Friendly Weekly Menu Plan
Skirting the Line Between Health and Vanity

Photo by Tuchodi

As I reported earlier this summer, my husband and I are in a race to see who will lose 10-15 pounds first. I'm aiming for 10, he's aiming for 15. I like to tell myself that it's not about vanity. My mother, after all, started having real issues with her weight in her forties, and I don't want to get like that. Keith has genes which easily lead him to being a little heftier. So we want to stay healthy.

But I also do want to look nice. I like looking pretty. And just because I'm married--or perhaps because I'm married--I try a little harder. I think looking nice for your man is a good thing, because it keeps the marriage fresh, and I want him to enjoy coming home to me.

I do, however, feel the tension between vanity and health, and nowhere more so than when I think of the message I'm sending my girls and their friends. I certainly don't want them to think that my self-esteem is primarily in how I look, or that they need to be super skinny to be worth something. Enough negative messages about beauty pervade our culture that I don't want to add to them.

Yet I know that my girls, and their friends, do need to understand some basic things about health.

They are growing up in a culture that eats for pleasure far more than other cultures did, because we have so much food.
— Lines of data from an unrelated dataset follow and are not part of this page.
//! # Migrator Configuration
//!
//! Connection settings for the relational store and the object store, plus
//! the tuning knobs of the migration run itself.
//!
//! ## Usage
//!
//! ```rust,no_run
//! use image_migrator::config::MigratorConfig;
//!
//! # fn main() -> Result<(), Box<dyn std::error::Error>> {
//! let config = MigratorConfig::from_env()?;
//! let page_size = config.migration.batch_size;
//! let slots = config.migration.max_concurrency;
//! # Ok(())
//! # }
//! ```

pub mod error;
pub mod loader;

use std::path::{Path, PathBuf};

use serde::{Deserialize, Serialize};
use sqlx::mysql::MySqlConnectOptions;

pub use error::{ConfigResult, ConfigurationError};

/// Rows fetched per page
pub const DEFAULT_BATCH_SIZE: u32 = 1000;
/// Concurrent record pipelines
pub const DEFAULT_MAX_CONCURRENCY: usize = 10;
pub const DEFAULT_OUTPUT_DIR: &str = "./images";
pub const DEFAULT_KEY_PREFIX: &str = "mybl-tests/";
pub const DEFAULT_CONTENT_TYPE: &str = "image/png";
pub const DEFAULT_OBJECT_ACL: &str = "public-read";

/// Root configuration for a migration run
#[derive(Debug, Clone, Serialize, Deserialize)]
pub struct MigratorConfig {
    pub database: DatabaseConfig,
    pub storage: StorageConfig,
    pub migration: MigrationConfig,
}

impl MigratorConfig {
    /// Load from the process environment
    pub fn from_env() -> ConfigResult<Self> {
        loader::load(None)
    }

    /// Load from an explicit key/value map instead of the process environment
    pub fn from_vars<I, K, V>(vars: I) -> ConfigResult<Self>
    where
        I: IntoIterator<Item = (K, V)>,
        K: Into<String>,
        V: Into<String>,
    {
        let vars = vars
            .into_iter()
            .map(|(k, v)| (k.into(), v.into()))
            .collect();
        loader::load(Some(vars))
    }

    /// Validate cross-field constraints
    pub fn validate(&self) -> ConfigResult<()> {
        if self.migration.batch_size == 0 {
            return Err(ConfigurationError::invalid_value(
                "MIGRATION_BATCH_SIZE",
                "0",
                "page size must be at least 1",
            ));
        }
        if self.migration.max_concurrency == 0 {
            return Err(ConfigurationError::invalid_value(
                "MIGRATION_MAX_CONCURRENCY",
                "0",
                "at least one worker slot is required",
            ));
        }
        if self.migration.start_after_id < 0 {
            return Err(ConfigurationError::invalid_value(
                "MIGRATION_START_AFTER_ID",
                self.migration.start_after_id.to_string(),
                "watermark cannot be negative",
            ));
        }
        if self.database.max_connections == 0 {
            return Err(ConfigurationError::invalid_value(
                "DB_MAX_CONNECTIONS",
                "0",
                "connection pool needs at least one connection",
            ));
        }
        if self.storage.bucket.contains('/') {
            return Err(ConfigurationError::invalid_value(
                "AWS_BUCKET",
                self.storage.bucket.clone(),
                "bucket names cannot contain '/'",
            ));
        }
        Ok(())
    }

    /// Configuration as JSON with secrets masked, safe for log output
    pub fn sanitized(&self) -> serde_json::Value {
        loader::sanitize_config_for_logging(self)
    }
}

/// MySQL connection parameters
#[derive(Debug, Clone, Serialize, Deserialize)]
pub struct DatabaseConfig {
    pub host: String,
    pub port: u16,
    pub username: String,
    pub password: String,
    pub database: String,
    pub max_connections: u32,
}

impl DatabaseConfig {
    pub fn connect_options(&self) -> MySqlConnectOptions {
        MySqlConnectOptions::new()
            .host(&self.host)
            .port(self.port)
            .username(&self.username)
            .password(&self.password)
            .database(&self.database)
    }
}

/// S3-compatible object storage parameters
#[derive(Debug, Clone, Serialize, Deserialize)]
pub struct StorageConfig {
    pub bucket: String,
    pub endpoint: Option<String>,
    pub region: String,
    pub access_key_id: Option<String>,
    pub secret_access_key: Option<String>,
    pub use_path_style_endpoint: bool,
    /// Overrides the address written back to records
    pub public_base_url: Option<String>,
}

impl StorageConfig {
    /// Externally resolvable address of an object key
    ///
    /// A configured endpoint without a scheme is addressed over https.
    pub fn object_address(&self, key: &str) -> String {
        if let Some(base) = &self.public_base_url {
            return format!("{}/{key}", base.trim_end_matches('/'));
        }

        match &self.endpoint {
            Some(endpoint) => {
                let endpoint = endpoint.trim_end_matches('/');
                if endpoint.starts_with("http://") || endpoint.starts_with("https://") {
                    format!("{endpoint}/{}/{key}", self.bucket)
                } else {
                    format!("https://{endpoint}/{}/{key}", self.bucket)
                }
            }
            None if self.use_path_style_endpoint => {
                format!("https://s3.{}.amazonaws.com/{}/{key}", self.region, self.bucket)
            }
            None => format!("https://{}.s3.{}.amazonaws.com/{key}", self.bucket, self.region),
        }
    }

    /// Endpoint URL for the S3 client, with a scheme
    pub fn endpoint_url(&self) -> Option<String> {
        self.endpoint.as_ref().map(|endpoint| {
            if endpoint.starts_with("http://") || endpoint.starts_with("https://") {
                endpoint.clone()
            } else {
                format!("https://{endpoint}")
            }
        })
    }
}

/// Tuning of the migration run
#[derive(Debug, Clone, Serialize, Deserialize)]
pub struct MigrationConfig {
    /// Rows requested per page
    pub batch_size: u32,
    /// Worker pool capacity
    pub max_concurrency: usize,
    /// Initial watermark, exclusive
    pub start_after_id: i64,
    pub output_dir: PathBuf,
    pub key_prefix: String,
    pub content_type: String,
    /// Canned ACL sent with uploads; `None` sends no ACL header
    pub object_acl: Option<String>,
}

impl MigrationConfig {
    /// Object key for a record
    pub fn storage_key(&self, record_id: i64) -> String {
        format!("{}{}", self.key_prefix, image_file_name(record_id))
    }
}

impl Default for MigrationConfig {
    fn default() -> Self {
        Self {
            batch_size: DEFAULT_BATCH_SIZE,
            max_concurrency: DEFAULT_MAX_CONCURRENCY,
            start_after_id: 0,
            output_dir: PathBuf::from(DEFAULT_OUTPUT_DIR),
            key_prefix: DEFAULT_KEY_PREFIX.to_string(),
            content_type: DEFAULT_CONTENT_TYPE.to_string(),
            object_acl: Some(DEFAULT_OBJECT_ACL.to_string()),
        }
    }
}

/// File name shared by local copies and object keys
pub fn image_file_name(record_id: i64) -> String {
    format!("user_{record_id}.png")
}

pub fn local_image_path(output_dir: &Path, record_id: i64) -> PathBuf {
    output_dir.join(image_file_name(record_id))
}

#[cfg(test)]
mod tests {
    use super::*;

    fn storage(endpoint: Option<&str>, path_style: bool) -> StorageConfig {
        StorageConfig {
            bucket: "avatars".to_string(),
            endpoint: endpoint.map(str::to_string),
            region: "eu-west-1".to_string(),
            access_key_id: None,
            secret_access_key: None,
            use_path_style_endpoint: path_style,
            public_base_url: None,
        }
    }

    #[test]
    fn test_object_address_with_bare_endpoint() {
        let config = storage(Some("minio.local:9000"), true);
        assert_eq!(
            config.object_address("mybl-tests/user_5.png"),
            "https://minio.local:9000/avatars/mybl-tests/user_5.png"
        );
        assert_eq!(
            config.endpoint_url().as_deref(),
            Some("https://minio.local:9000")
        );
    }

    #[test]
    fn test_object_address_with_schemed_endpoint() {
        let config = storage(Some("http://localhost:9000/"), true);
        assert_eq!(
            config.object_address("k.png"),
            "http://localhost:9000/avatars/k.png"
        );
    }

    #[test]
    fn test_object_address_for_aws() {
        assert_eq!(
            storage(None, false).object_address("k.png"),
            "https://avatars.s3.eu-west-1.amazonaws.com/k.png"
        );
        assert_eq!(
            storage(None, true).object_address("k.png"),
            "https://s3.eu-west-1.amazonaws.com/avatars/k.png"
        );
    }

    #[test]
    fn test_public_base_url_wins() {
        let mut config = storage(Some("minio.local"), true);
        config.public_base_url = Some("https://cdn.example.com/".to_string());
        assert_eq!(
            config.object_address("mybl-tests/user_1.png"),
            "https://cdn.example.com/mybl-tests/user_1.png"
        );
    }

    #[test]
    fn test_storage_key_and_local_image_path() {
        let config = MigrationConfig::default();
        assert_eq!(config.storage_key(42), "mybl-tests/user_42.png");
        assert_eq!(
            local_image_path(&config.output_dir, 42),
            PathBuf::from("./images").join("user_42.png")
        );
    }
}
I eat when I'm bored sometimes, too. Don't you? You have nothing to do, so the first thought that comes into your head is, "what's in the fridge"? Many of our children naturally think of food, too, when they're bored, and hence so much of their social life exists around food.
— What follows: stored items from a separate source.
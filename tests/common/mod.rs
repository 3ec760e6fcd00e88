pub mod builders;
pub mod mock_collaborators;
pub mod strategies;

pub use builders::*;
pub use mock_collaborators::*;
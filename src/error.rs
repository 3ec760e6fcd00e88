//! Error types for the image migrator.
//!
//! Two layers of failure exist and they never mix:
//! - [`MigrationError`] is fatal. It aborts the whole run and reaches the
//!   process entry point.
//! - [`StepError`] belongs to a single record's pipeline. It is logged at the
//!   pipeline boundary and never leaves the worker task.

use std::fmt;
use std::path::PathBuf;

use thiserror::Error;

use crate::config::ConfigurationError;

/// Fatal errors that terminate a migration run
#[derive(Debug, Error)]
pub enum MigrationError {
    #[error("Configuration error: {0}")]
    Configuration(#[from] ConfigurationError),

    #[error("Database error: {0}")]
    Database(#[from] sqlx::Error),

    #[error("Object store error: {0}")]
    ObjectStore(#[from] object_store::Error),

    #[error("Failed to prepare output directory '{path}': {source}")]
    OutputDirectory {
        path: PathBuf,
        #[source]
        source: std::io::Error,
    },

    #[error("Failed to fetch page after id {after_id}: {source}")]
    Source {
        after_id: i64,
        #[source]
        source: SourceError,
    },

    #[error("Record source returned id {record_id} which is not above watermark {watermark}")]
    NonMonotonicPage { record_id: i64, watermark: i64 },

    #[error("Worker pool error: {0}")]
    WorkerPool(String),
}

/// Errors raised by a [`RecordSource`](crate::migration::RecordSource) while fetching a page
#[derive(Debug, Error)]
pub enum SourceError {
    #[error("Database error: {0}")]
    Database(#[from] sqlx::Error),

    #[error("Connection error: {0}")]
    Connection(String),
}

/// The four steps of a record's pipeline, in execution order
#[derive(Debug, Clone, Copy, PartialEq, Eq, Hash)]
pub enum PipelineStep {
    Decode,
    LocalPersist,
    RemoteUpload,
    RecordUpdate,
}

impl PipelineStep {
    pub fn as_str(&self) -> &'static str {
        match self {
            PipelineStep::Decode => "decode",
            PipelineStep::LocalPersist => "local_persist",
            PipelineStep::RemoteUpload => "remote_upload",
            PipelineStep::RecordUpdate => "record_update",
        }
    }
}

impl fmt::Display for PipelineStep {
    fn fmt(&self, f: &mut fmt::Formatter<'_>) -> fmt::Result {
        f.write_str(self.as_str())
    }
}

/// Per-record failure, tagged by the step that produced it
#[derive(Debug, Error)]
pub enum StepError {
    #[error("Failed to decode image payload: {0}")]
    Decode(#[from] base64::DecodeError),

    #[error("Failed to write image to '{path}': {source}")]
    Io {
        path: PathBuf,
        #[source]
        source: std::io::Error,
    },

    #[error("Failed to upload object '{key}': {source}")]
    Upload {
        key: String,
        #[source]
        source: object_store::Error,
    },

    #[error("Failed to update record {record_id}: {source}")]
    Update {
        record_id: i64,
        #[source]
        source: sqlx::Error,
    },
}

impl StepError {
    /// The pipeline step this error was raised from
    pub fn step(&self) -> PipelineStep {
        match self {
            StepError::Decode(_) => PipelineStep::Decode,
            StepError::Io { .. } => PipelineStep::LocalPersist,
            StepError::Upload { .. } => PipelineStep::RemoteUpload,
            StepError::Update { .. } => PipelineStep::RecordUpdate,
        }
    }
}

/// Result type alias for fatal run errors
pub type Result<T> = std::result::Result<T, MigrationError>;

/// Result type alias for a single pipeline step
pub type StepResult<T> = std::result::Result<T, StepError>;
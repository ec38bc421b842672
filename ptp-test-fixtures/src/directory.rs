use std::sync::{
    atomic::{AtomicUsize, Ordering},
    Mutex,
};

use async_trait::async_trait;
use ptp_common::{Address, NewPump, Pump};
use ptp_orchestrator::{DirectoryError, PumpDirectory};
use uuid::Uuid;

/// [`PumpDirectory`] kept in memory, newest pump first.
#[derive(Default)]
pub struct InMemoryPumpDirectory {
    pumps: Mutex<Vec<Pump>>,
    registrations: AtomicUsize,
}

impl InMemoryPumpDirectory {
    pub fn new() -> Self {
        Self::default()
    }

    pub fn pumps(&self) -> Vec<Pump> {
        self.pumps.lock().unwrap().clone()
    }

    /// Number of `add_participant` calls received, including repeats.
    pub fn registrations(&self) -> usize {
        self.registrations.load(Ordering::SeqCst)
    }
}

#[async_trait]
impl PumpDirectory for InMemoryPumpDirectory {
    async fn list(&self) -> Result<Vec<Pump>, DirectoryError> {
        Ok(self.pumps())
    }

    async fn create(&self, pump: &NewPump) -> Result<Pump, DirectoryError> {
        let created = Pump::create(pump.clone());
        self.pumps.lock().unwrap().insert(0, created.clone());
        Ok(created)
    }

    async fn add_participant(&self, pump_id: Uuid, participant: Address) -> Result<Pump, DirectoryError> {
        self.registrations.fetch_add(1, Ordering::SeqCst);
        let mut pumps = self.pumps.lock().unwrap();
        let pump = pumps
            .iter_mut()
            .find(|p| p.id == pump_id)
            .ok_or_else(|| DirectoryError::NotFound("Pump not found".into()))?;
        pump.add_participant(participant);
        Ok(pump.clone())
    }
}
A dear woman I know who heads up a ministry aimed at junior high kids recently told me about a day she spent with several girls, where all the girls did was want to eat. They ate a huge breakfast--far larger than this woman ate herself--and then an hour later asked when the next snack was. Everytime food was brought out they grabbed handfulls of it and stuffed it in, and consumed just as large a lunch. She figures they ate as many calories by 11 that morning as she normally eats all day. How do you respond?
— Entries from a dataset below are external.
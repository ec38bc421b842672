use ethers::utils::keccak256;
use ptp_common::{G16Proof, ProofArtifact, PublicInputs, U256};
use ptp_test_fixtures::{address, eth, RpcState, RpcStub, CREATOR};
use ptp_verifier::{verify_tx_calldata, ArtifactVerifier, OnchainVerifier, VerifierError, VERIFY_TX_SIGNATURE};

fn artifact(eligible: bool) -> ProofArtifact {
    let n = |v: u64| U256::from(v);
    ProofArtifact::new(
        G16Proof {
            a: [n(11), n(12)],
            b: [[n(21), n(22)], [n(23), n(24)]],
            c: [n(31), n(32)],
        },
        PublicInputs::bind(eth("0.01"), eligible),
    )
}

#[tokio::test]
async fn calls_verify_tx_on_the_contract() {
    let node = RpcStub::spawn(RpcState::default()).await;
    let contract = address(CREATOR);
    let verifier = OnchainVerifier::new(node.url(), contract).unwrap();

    assert_eq!(verifier.verify(&artifact(true)).await, Ok(true));

    let state = node.state();
    assert_eq!(state.last_call_to, Some(contract));
    let data = state.last_call_data.expect("eth_call carried calldata");
    assert_eq!(&data[..4], &keccak256(VERIFY_TX_SIGNATURE)[..4]);
    assert_eq!(data, verify_tx_calldata(&artifact(true)));
}

#[tokio::test]
async fn contract_rejection_is_false() {
    let mut state = RpcState::default();
    state.call_verdict = false;
    let node = RpcStub::spawn(state).await;
    let verifier = OnchainVerifier::new(node.url(), address(CREATOR)).unwrap();

    assert_eq!(verifier.verify(&artifact(true)).await, Ok(false));
}

#[tokio::test]
async fn revert_is_a_verification_error() {
    let mut state = RpcState::default();
    state.revert_calls = true;
    let node = RpcStub::spawn(state).await;
    let verifier = OnchainVerifier::new(node.url(), address(CREATOR)).unwrap();

    assert!(matches!(
        verifier.verify(&artifact(true)).await,
        Err(VerifierError::Verification(_))
    ));
}

#[tokio::test]
async fn foreign_scheme_never_reaches_the_node() {
    let node = RpcStub::spawn(RpcState::default()).await;
    let verifier = OnchainVerifier::new(node.url(), address(CREATOR)).unwrap();

    let mut foreign = artifact(true);
    foreign.curve = "bls12_381".into();
    assert_eq!(verifier.verify(&foreign).await, Ok(false));
    assert_eq!(node.calls("eth_call"), 0);
}

#[test]
fn invalid_rpc_url_is_config_error() {
    assert!(matches!(
        OnchainVerifier::new("not a url", address(CREATOR)),
        Err(VerifierError::Config(_))
    ));
}
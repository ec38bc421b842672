use thiserror::Error;
use uuid::Uuid;

/// Errors raised while validating or mutating pump records.
#[derive(Debug, Error, Clone, PartialEq, Eq)]
pub enum PumpError {
    /// Bad input shape or value; the caller can correct it and retry.
    #[error("{0}")]
    Validation(String),

    #[error("pump {0} not found")]
    NotFound(Uuid),
}

impl PumpError {
    pub fn validation(message: impl Into<String>) -> Self {
        Self::Validation(message.into())
    }
}
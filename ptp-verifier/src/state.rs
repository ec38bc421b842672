//! Verification lifecycle of the current proof.
//!
//! `Idle -> Verifying -> Verified | Failed`. Both outcomes are terminal for
//! the loaded claim; a fresh claim (a newly generated proof) starts over at
//! `Idle`. Loading a claim or resetting invalidates outstanding tickets.

use ptp_common::{Address, EligibilityClaim, EthAmount};
use serde::Serialize;
use tracing::{debug, info, warn};
use uuid::Uuid;

use crate::VerifierError;

#[derive(Clone, Debug, Default, PartialEq, Eq, Serialize)]
#[serde(tag = "status", rename_all = "camelCase")]
pub enum VerifierState {
    #[default]
    Idle,
    Verifying,
    Verified,
    Failed { reason: String },
}

#[derive(Clone, Copy, Debug, PartialEq, Eq)]
pub struct VerificationTicket {
    pub pump_id: Uuid,
    epoch: u64,
}

/// What a finished verification means for the caller.
#[derive(Clone, Debug, PartialEq, Eq)]
pub enum Resolution {
    /// Register the claimant for `claim.pump_id`.
    Verified(EligibilityClaim),
    Rejected,
    /// The claim was replaced while verification ran; ignore the result.
    Stale,
}

#[derive(Debug, Default)]
pub struct ProofVerifier {
    claim: Option<(EligibilityClaim, EthAmount)>,
    epoch: u64,
    state: VerifierState,
}

impl ProofVerifier {
    pub fn new() -> Self {
        Self::default()
    }

    pub fn state(&self) -> &VerifierState {
        &self.state
    }

    pub fn claim(&self) -> Option<&EligibilityClaim> {
        self.claim.as_ref().map(|(claim, _)| claim)
    }

    /// Load a freshly generated claim, checked later against `threshold`,
    /// the selected pump's requirement.
    pub fn load(&mut self, claim: EligibilityClaim, threshold: EthAmount) {
        debug!(pump_id = %claim.pump_id, "proof loaded for verification");
        self.claim = Some((claim, threshold));
        self.epoch += 1;
        self.state = VerifierState::Idle;
    }

    /// Drop the current claim, e.g. because the pump selection changed.
    pub fn reset(&mut self) {
        self.claim = None;
        self.epoch += 1;
        self.state = VerifierState::Idle;
    }

    /// Start verifying the loaded claim on behalf of `account`.
    ///
    /// Refuses with `ClaimantMismatch`, leaving the state untouched, when
    /// `account` is not the one the proof was generated for. Fails with
    /// `InputMismatch`, moving to `Failed`, when the artifact's public inputs
    /// do not attest eligibility for the pump threshold.
    pub fn begin(&mut self, account: Address) -> Result<(EligibilityClaim, VerificationTicket), VerifierError> {
        let (claim, threshold) = self.claim.clone().ok_or(VerifierError::NoProof)?;
        match self.state {
            VerifierState::Idle => {}
            VerifierState::Verifying => return Err(VerifierError::InFlight),
            VerifierState::Verified | VerifierState::Failed { .. } => {
                return Err(VerifierError::AlreadyResolved)
            }
        }

        if claim.claimant != account {
            warn!(pump_id = %claim.pump_id, "proof belongs to another account");
            return Err(VerifierError::ClaimantMismatch);
        }

        if !claim.artifact.attests(threshold) {
            warn!(pump_id = %claim.pump_id, "proof inputs do not attest the pump threshold");
            self.state = VerifierState::Failed {
                reason: VerifierError::InputMismatch.to_string(),
            };
            return Err(VerifierError::InputMismatch);
        }

        self.state = VerifierState::Verifying;
        let ticket = VerificationTicket {
            pump_id: claim.pump_id,
            epoch: self.epoch,
        };
        Ok((claim, ticket))
    }

    fn is_current(&self, ticket: &VerificationTicket) -> bool {
        ticket.epoch == self.epoch && self.state == VerifierState::Verifying
    }

    /// Record the verifier's answer for `ticket`.
    pub fn complete(&mut self, ticket: VerificationTicket, verified: bool) -> Resolution {
        if !self.is_current(&ticket) {
            debug!(pump_id = %ticket.pump_id, "dropping stale verification result");
            return Resolution::Stale;
        }
        let Some((claim, _)) = self.claim.clone() else {
            return Resolution::Stale;
        };

        if verified {
            info!(pump_id = %claim.pump_id, "proof verified");
            self.state = VerifierState::Verified;
            Resolution::Verified(claim)
        } else {
            info!(pump_id = %claim.pump_id, "proof rejected");
            self.state = VerifierState::Failed {
                reason: "verifier rejected the proof".into(),
            };
            Resolution::Rejected
        }
    }

    /// Record that `ticket` could not be verified. No retry is attempted.
    pub fn fail(&mut self, ticket: VerificationTicket, error: &VerifierError) -> Resolution {
        if !self.is_current(&ticket) {
            return Resolution::Stale;
        }
        warn!(pump_id = %ticket.pump_id, error = %error, "verification failed");
        self.state = VerifierState::Failed {
            reason: error.to_string(),
        };
        Resolution::Rejected
    }
}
Obviously you could stop providing so much food for kids like this at events, because it really isn't necessary. But that doesn't stop the problem that many children don't seem to have a switch that says, "I'm full now". They love the feeling of stuffing themselves, and the idea that "I am not particularly hungry right now" has never stopped them from eating before, so why should it now?

So here's my question: how do you address that in, let's say, a church setting? How do you talk to kids about health without it becoming an issue about losing weight or being a particular body size? We can talk all we want about how the body is a temple of the Holy Spirit, and how we should treat it well, but that doesn't even work for most adult women who struggle with our weight. Even right now, as I type this, I am resisting the temptation of going and getting a bowl of ice cream, because I know I'm not hungry. I just had a huge dinner. But I would love some ice cream anyway.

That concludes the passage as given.